◆ WORK ITEM ◆
Count every line below containing "contains"; state the number only.

◆ RECORDS PROVIDED ◆
___

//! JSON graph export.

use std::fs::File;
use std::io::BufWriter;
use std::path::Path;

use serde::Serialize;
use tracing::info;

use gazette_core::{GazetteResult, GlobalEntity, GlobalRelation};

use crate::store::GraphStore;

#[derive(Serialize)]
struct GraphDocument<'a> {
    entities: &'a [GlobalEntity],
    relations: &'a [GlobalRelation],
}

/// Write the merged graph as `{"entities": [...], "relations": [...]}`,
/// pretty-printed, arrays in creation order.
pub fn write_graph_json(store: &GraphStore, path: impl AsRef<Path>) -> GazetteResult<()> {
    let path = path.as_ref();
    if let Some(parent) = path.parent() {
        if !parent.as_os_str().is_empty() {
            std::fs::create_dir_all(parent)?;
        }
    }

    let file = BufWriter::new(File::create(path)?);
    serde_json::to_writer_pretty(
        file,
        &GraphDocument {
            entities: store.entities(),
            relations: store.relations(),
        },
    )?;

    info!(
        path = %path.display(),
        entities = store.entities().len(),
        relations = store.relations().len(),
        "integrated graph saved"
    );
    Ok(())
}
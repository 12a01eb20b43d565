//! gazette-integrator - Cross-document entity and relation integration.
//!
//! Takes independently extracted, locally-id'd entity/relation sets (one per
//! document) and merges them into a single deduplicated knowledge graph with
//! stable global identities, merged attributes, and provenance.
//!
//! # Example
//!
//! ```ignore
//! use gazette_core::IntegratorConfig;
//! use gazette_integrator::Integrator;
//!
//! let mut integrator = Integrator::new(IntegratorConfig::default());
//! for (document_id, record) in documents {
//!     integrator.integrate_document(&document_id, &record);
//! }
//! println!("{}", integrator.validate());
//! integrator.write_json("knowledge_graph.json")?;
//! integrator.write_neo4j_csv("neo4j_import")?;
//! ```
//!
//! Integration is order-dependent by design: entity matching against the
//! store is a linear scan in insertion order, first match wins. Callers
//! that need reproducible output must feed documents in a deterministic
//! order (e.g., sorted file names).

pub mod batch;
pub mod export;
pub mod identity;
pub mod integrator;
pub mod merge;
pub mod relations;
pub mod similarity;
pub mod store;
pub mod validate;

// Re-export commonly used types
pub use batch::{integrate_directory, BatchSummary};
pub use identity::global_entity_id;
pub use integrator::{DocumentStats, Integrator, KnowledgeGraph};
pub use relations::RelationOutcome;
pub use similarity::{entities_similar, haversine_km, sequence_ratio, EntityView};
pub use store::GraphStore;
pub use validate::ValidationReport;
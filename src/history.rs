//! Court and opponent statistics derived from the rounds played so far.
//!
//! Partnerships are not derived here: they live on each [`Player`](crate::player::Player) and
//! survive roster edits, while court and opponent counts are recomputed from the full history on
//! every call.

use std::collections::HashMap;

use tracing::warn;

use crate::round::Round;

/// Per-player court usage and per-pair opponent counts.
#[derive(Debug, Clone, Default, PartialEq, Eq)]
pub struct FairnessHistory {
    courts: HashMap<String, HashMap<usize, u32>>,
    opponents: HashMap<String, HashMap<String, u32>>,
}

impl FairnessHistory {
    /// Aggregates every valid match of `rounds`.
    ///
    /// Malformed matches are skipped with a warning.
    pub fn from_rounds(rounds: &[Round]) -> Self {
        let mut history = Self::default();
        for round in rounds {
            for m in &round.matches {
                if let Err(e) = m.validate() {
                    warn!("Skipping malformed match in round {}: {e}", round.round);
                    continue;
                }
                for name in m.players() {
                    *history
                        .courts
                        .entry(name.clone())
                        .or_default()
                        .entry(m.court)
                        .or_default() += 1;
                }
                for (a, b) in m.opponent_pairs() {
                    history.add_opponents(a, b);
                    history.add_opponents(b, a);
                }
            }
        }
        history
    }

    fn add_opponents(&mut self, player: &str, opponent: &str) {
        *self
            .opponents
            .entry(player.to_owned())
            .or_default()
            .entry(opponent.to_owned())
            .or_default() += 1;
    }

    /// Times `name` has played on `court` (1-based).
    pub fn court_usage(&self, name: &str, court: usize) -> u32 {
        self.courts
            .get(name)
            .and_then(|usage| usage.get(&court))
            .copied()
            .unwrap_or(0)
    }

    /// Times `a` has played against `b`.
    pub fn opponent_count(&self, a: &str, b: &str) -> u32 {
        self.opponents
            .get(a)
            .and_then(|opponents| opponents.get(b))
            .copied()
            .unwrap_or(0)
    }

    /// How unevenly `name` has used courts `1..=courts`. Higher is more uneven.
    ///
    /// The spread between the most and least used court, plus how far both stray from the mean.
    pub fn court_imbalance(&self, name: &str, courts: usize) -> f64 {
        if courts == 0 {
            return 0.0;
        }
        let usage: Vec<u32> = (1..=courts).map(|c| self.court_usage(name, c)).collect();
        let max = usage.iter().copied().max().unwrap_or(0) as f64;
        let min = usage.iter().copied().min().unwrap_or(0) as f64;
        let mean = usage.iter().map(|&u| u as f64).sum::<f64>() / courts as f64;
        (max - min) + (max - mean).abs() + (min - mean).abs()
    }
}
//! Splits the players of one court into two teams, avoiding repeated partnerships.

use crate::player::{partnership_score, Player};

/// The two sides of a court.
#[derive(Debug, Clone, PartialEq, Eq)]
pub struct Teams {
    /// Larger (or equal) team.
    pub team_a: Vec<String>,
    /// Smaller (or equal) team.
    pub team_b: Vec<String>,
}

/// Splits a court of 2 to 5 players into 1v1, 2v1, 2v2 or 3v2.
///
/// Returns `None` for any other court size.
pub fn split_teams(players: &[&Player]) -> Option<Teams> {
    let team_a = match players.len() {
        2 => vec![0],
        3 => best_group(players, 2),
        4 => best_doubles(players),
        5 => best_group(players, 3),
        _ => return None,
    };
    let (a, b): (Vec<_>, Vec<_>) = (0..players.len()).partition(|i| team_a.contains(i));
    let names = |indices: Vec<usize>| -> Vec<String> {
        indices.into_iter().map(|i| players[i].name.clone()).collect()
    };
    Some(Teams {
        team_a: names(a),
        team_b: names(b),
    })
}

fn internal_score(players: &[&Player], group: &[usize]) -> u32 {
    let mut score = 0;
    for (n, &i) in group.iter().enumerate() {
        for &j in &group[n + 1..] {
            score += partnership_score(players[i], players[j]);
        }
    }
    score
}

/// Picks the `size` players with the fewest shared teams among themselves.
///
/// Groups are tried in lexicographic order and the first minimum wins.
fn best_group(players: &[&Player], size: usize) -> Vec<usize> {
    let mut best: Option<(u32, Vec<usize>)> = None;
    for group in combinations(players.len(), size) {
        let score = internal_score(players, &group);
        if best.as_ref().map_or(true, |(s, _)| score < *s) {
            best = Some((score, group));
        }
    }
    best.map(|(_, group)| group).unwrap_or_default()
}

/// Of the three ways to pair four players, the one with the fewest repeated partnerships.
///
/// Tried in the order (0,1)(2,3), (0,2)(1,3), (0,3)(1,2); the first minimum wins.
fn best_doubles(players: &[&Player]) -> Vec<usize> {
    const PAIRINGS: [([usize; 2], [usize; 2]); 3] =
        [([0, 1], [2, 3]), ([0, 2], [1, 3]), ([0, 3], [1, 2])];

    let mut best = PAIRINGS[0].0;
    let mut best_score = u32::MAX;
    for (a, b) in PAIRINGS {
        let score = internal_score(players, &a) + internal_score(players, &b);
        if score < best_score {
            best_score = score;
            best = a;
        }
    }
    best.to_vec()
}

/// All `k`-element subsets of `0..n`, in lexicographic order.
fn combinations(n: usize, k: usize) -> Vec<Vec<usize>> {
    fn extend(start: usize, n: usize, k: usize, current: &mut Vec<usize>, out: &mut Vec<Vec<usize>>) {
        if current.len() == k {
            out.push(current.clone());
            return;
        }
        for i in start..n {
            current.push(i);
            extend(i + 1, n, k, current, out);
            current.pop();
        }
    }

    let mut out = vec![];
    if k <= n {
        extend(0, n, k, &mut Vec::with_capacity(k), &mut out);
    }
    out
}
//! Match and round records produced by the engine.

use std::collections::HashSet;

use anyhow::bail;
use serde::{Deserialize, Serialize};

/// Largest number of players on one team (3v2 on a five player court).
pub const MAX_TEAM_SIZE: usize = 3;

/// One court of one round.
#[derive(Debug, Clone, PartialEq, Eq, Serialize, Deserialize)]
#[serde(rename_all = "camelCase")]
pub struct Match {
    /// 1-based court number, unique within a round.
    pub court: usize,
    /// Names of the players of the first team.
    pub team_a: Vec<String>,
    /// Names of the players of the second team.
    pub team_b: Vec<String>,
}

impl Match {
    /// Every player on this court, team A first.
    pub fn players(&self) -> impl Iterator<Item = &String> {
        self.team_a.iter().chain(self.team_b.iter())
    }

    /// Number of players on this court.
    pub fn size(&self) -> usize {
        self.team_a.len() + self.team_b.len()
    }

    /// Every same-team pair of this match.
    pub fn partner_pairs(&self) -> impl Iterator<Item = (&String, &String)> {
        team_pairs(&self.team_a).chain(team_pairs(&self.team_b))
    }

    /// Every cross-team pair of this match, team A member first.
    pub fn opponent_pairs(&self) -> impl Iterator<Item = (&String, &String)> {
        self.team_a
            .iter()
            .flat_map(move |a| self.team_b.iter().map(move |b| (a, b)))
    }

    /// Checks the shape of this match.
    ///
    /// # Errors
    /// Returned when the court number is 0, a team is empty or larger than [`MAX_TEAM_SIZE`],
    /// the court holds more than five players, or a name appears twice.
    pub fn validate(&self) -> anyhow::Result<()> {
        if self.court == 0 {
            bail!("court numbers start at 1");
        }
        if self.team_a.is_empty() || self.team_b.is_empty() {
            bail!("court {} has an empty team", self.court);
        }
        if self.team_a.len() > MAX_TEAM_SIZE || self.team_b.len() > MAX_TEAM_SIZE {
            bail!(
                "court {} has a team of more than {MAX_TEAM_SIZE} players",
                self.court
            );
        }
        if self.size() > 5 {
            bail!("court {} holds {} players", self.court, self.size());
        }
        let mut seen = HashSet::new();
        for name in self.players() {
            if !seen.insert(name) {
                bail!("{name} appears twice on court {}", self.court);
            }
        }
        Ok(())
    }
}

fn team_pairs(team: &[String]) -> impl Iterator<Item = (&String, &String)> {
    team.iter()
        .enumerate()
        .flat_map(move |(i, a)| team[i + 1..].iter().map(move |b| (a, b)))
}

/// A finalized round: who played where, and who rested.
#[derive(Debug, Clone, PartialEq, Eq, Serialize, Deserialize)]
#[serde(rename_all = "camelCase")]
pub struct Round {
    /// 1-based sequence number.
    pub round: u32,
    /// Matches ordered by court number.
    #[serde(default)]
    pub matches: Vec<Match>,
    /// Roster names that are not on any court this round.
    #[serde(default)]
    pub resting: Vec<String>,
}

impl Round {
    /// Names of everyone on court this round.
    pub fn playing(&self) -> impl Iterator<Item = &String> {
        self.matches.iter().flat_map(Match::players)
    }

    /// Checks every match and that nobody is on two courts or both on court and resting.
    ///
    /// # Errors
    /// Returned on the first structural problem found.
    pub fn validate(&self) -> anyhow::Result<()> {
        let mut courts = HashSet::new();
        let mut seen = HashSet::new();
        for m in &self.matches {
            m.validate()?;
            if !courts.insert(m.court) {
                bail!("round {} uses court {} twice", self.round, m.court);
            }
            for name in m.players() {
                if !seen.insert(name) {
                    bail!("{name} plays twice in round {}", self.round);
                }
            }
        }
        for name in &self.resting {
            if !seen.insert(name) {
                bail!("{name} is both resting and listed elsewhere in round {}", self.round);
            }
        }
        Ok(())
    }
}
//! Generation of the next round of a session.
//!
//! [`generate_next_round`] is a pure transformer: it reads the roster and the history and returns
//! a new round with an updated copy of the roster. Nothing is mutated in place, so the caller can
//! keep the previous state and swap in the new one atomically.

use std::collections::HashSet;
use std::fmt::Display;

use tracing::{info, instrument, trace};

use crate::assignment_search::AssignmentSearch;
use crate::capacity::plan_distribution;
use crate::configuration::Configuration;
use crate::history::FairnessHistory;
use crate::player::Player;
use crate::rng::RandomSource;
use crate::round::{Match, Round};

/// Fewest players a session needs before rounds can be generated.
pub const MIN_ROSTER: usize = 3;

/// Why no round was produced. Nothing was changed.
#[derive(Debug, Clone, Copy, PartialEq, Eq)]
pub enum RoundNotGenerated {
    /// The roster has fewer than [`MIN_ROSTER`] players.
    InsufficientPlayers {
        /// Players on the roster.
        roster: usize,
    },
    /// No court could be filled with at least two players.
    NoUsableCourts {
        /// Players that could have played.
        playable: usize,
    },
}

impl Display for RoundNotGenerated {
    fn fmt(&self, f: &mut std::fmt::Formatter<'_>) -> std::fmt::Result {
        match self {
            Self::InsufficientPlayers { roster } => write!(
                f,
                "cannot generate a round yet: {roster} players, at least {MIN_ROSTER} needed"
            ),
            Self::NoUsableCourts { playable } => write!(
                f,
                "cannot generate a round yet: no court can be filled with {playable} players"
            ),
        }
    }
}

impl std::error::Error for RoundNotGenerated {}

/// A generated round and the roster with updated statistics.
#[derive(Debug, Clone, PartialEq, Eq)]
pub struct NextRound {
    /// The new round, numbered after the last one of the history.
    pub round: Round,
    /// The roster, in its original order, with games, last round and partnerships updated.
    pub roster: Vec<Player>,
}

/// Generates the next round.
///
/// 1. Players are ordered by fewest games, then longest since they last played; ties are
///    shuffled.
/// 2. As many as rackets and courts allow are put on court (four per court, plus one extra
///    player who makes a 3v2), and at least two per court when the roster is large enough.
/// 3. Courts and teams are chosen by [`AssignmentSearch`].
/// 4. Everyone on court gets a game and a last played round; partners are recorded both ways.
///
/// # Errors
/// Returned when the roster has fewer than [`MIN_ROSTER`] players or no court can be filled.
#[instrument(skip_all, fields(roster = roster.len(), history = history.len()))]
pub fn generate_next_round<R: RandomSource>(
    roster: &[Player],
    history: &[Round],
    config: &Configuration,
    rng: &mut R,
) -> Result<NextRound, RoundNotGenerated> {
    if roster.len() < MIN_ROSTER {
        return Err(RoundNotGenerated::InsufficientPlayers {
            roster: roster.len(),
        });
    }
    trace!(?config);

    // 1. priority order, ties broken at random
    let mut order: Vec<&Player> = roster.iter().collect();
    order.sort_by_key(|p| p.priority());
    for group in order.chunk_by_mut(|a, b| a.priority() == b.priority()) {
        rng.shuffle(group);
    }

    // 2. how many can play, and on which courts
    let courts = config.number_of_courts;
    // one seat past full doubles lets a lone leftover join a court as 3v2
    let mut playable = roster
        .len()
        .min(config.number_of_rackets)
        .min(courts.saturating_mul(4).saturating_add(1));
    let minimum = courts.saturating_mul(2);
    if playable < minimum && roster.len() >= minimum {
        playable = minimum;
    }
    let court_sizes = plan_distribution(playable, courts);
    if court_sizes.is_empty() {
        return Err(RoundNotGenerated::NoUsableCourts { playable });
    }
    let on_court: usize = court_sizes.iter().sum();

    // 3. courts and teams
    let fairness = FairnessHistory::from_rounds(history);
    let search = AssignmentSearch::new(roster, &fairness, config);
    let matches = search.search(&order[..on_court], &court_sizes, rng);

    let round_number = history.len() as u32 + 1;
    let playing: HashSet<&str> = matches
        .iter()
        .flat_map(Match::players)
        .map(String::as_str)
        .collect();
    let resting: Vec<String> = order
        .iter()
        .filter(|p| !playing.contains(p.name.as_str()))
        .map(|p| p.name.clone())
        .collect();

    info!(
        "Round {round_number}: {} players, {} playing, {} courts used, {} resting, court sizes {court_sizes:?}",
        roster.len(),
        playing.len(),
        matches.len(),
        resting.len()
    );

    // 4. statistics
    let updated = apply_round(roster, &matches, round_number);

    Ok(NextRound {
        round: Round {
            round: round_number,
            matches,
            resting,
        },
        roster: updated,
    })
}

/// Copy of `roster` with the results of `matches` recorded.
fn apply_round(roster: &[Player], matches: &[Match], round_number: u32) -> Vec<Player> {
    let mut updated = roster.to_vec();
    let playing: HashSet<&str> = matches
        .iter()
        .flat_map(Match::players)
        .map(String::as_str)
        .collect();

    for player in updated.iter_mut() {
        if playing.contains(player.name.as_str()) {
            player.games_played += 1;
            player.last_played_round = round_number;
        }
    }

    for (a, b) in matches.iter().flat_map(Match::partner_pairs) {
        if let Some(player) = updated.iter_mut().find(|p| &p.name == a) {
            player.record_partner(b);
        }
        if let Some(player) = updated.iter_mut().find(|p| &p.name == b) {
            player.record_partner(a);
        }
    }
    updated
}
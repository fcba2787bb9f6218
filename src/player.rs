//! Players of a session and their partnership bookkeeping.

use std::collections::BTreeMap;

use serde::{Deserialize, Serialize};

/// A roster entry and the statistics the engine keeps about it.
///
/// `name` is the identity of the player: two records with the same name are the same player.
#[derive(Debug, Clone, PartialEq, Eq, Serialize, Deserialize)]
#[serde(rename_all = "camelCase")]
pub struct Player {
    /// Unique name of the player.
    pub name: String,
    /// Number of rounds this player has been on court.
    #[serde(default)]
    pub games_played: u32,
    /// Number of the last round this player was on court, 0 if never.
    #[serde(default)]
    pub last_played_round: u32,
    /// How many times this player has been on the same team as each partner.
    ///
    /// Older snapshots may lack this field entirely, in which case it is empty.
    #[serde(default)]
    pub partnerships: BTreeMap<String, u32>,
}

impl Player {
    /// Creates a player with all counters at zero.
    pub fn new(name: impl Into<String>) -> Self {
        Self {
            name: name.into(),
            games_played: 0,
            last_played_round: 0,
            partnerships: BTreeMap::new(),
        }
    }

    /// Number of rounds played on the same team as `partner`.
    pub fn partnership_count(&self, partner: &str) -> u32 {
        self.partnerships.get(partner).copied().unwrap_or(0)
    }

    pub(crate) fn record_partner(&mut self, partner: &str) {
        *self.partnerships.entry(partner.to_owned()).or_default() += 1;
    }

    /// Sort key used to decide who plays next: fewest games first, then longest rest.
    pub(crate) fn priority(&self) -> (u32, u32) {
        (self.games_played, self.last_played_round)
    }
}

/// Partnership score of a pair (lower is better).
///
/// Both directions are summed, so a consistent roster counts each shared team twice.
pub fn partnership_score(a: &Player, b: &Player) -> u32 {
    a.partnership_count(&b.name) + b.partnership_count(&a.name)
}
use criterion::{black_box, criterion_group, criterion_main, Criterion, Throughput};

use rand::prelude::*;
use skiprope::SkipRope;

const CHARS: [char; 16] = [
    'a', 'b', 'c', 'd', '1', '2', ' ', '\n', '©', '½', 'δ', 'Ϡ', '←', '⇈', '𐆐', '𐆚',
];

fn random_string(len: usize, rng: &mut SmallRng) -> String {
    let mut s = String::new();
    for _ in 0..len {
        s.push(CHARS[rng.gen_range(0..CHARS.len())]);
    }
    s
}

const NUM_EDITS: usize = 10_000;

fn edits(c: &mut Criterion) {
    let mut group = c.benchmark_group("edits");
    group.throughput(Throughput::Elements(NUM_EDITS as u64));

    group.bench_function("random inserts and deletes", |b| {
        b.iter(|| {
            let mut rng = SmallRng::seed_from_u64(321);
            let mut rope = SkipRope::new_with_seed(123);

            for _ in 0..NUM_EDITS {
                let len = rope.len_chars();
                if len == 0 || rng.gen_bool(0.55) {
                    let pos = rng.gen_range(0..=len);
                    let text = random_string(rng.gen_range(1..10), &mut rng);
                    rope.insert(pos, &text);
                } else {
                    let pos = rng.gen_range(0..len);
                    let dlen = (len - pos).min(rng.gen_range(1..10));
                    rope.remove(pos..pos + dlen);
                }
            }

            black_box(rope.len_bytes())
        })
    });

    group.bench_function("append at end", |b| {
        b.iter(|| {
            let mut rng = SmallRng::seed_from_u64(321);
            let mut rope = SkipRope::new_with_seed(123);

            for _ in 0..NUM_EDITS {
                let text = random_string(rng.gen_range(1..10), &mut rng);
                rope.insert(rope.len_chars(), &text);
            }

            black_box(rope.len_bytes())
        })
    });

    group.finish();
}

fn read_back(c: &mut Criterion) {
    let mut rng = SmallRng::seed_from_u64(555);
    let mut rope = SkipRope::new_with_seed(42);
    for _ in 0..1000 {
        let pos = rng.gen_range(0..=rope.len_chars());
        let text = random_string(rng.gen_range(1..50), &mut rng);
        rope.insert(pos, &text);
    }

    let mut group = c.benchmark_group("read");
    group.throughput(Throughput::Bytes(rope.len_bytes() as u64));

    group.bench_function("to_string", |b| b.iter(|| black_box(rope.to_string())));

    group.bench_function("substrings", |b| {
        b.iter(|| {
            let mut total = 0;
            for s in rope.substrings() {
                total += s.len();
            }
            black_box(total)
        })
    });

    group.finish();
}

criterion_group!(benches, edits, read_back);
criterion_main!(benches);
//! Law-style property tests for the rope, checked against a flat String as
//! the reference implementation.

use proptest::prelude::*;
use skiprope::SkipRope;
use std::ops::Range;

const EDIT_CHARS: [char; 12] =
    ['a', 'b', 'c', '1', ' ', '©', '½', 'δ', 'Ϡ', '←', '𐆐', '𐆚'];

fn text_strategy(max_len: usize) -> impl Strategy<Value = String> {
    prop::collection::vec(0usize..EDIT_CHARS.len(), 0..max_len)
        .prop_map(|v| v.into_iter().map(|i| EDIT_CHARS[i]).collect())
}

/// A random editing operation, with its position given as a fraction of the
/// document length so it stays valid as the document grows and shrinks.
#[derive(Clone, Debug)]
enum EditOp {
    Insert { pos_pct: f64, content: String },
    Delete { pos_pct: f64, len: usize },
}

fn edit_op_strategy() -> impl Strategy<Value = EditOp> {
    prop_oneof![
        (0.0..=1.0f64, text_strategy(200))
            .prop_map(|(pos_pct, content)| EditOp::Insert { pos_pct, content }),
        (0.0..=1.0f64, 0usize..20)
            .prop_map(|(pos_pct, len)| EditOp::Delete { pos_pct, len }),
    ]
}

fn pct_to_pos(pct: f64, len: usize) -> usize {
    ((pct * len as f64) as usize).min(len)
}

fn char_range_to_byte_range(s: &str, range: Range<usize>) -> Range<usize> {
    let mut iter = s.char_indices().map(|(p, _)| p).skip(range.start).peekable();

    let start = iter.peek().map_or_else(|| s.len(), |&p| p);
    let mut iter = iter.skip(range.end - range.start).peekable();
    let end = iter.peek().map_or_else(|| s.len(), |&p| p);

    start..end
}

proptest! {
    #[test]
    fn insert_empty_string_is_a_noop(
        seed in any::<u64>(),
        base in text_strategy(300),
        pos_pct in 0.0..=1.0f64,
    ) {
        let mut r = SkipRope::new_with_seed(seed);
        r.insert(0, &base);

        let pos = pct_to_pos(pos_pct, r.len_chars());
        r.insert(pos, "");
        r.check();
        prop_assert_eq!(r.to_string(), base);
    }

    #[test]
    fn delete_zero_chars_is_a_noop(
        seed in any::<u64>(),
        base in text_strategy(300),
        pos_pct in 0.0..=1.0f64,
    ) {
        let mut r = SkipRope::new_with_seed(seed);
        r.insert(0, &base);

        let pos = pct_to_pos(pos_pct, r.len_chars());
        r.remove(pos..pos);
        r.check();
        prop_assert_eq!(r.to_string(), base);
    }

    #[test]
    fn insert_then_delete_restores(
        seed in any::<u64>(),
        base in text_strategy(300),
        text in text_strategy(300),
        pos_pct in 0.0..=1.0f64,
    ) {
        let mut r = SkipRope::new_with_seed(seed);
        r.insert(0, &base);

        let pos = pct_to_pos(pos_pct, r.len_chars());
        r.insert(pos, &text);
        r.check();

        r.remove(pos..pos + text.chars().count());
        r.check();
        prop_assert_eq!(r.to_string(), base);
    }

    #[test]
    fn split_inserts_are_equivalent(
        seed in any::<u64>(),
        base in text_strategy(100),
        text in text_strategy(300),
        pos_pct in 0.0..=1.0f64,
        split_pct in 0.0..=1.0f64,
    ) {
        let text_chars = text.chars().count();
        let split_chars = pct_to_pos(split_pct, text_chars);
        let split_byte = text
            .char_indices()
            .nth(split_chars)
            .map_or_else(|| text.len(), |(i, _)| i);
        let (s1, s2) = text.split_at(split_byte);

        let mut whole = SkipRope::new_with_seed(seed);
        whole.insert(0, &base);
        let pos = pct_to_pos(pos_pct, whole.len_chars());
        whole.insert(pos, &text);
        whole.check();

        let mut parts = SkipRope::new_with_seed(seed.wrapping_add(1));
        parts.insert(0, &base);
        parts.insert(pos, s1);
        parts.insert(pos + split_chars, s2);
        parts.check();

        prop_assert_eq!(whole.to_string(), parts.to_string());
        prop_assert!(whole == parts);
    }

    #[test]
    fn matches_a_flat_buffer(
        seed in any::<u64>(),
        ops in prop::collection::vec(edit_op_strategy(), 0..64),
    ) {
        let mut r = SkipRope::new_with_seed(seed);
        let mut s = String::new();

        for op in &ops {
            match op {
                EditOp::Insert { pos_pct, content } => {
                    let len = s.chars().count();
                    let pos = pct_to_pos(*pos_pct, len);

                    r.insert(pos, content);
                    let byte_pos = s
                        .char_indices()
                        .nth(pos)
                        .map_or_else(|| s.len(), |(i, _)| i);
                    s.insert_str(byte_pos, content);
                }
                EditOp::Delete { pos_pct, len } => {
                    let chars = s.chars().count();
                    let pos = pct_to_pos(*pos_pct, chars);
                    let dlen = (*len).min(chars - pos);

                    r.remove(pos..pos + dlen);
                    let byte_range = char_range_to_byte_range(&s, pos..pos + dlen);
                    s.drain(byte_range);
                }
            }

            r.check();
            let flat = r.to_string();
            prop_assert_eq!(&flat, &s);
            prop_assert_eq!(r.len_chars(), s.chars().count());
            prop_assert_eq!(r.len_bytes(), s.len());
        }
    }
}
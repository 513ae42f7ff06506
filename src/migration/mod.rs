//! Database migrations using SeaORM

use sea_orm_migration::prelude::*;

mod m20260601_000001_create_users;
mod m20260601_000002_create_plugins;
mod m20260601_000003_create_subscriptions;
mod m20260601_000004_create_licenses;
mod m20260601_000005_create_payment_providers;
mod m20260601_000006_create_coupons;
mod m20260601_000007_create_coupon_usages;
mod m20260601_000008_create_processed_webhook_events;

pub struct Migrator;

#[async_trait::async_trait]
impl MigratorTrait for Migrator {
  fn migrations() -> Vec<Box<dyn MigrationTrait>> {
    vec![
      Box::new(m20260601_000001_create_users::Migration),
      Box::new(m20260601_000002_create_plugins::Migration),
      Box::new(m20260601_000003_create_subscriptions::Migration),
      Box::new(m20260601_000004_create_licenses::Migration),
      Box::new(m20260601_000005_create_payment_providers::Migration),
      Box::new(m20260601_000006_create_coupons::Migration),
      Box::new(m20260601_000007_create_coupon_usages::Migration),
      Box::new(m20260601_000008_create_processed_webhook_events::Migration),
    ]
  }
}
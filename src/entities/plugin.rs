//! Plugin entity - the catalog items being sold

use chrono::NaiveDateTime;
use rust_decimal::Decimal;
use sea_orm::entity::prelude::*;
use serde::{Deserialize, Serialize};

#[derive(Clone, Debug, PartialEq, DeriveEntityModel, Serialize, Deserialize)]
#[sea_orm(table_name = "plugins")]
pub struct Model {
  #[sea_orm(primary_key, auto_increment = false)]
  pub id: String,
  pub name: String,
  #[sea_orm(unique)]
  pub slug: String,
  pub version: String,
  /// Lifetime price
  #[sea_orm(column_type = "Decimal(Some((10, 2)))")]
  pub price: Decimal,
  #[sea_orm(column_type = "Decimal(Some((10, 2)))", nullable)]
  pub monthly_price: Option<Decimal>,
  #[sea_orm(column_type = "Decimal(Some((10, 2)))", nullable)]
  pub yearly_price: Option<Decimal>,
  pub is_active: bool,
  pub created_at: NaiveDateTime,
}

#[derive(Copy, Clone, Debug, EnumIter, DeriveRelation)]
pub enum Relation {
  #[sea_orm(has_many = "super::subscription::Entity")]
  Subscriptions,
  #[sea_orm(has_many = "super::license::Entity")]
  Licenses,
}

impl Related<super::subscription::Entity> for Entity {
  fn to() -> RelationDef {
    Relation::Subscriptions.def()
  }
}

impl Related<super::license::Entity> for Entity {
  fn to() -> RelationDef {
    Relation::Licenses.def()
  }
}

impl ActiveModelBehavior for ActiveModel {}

___

◆ RESULT FOR THIS EXERCISE ◆
3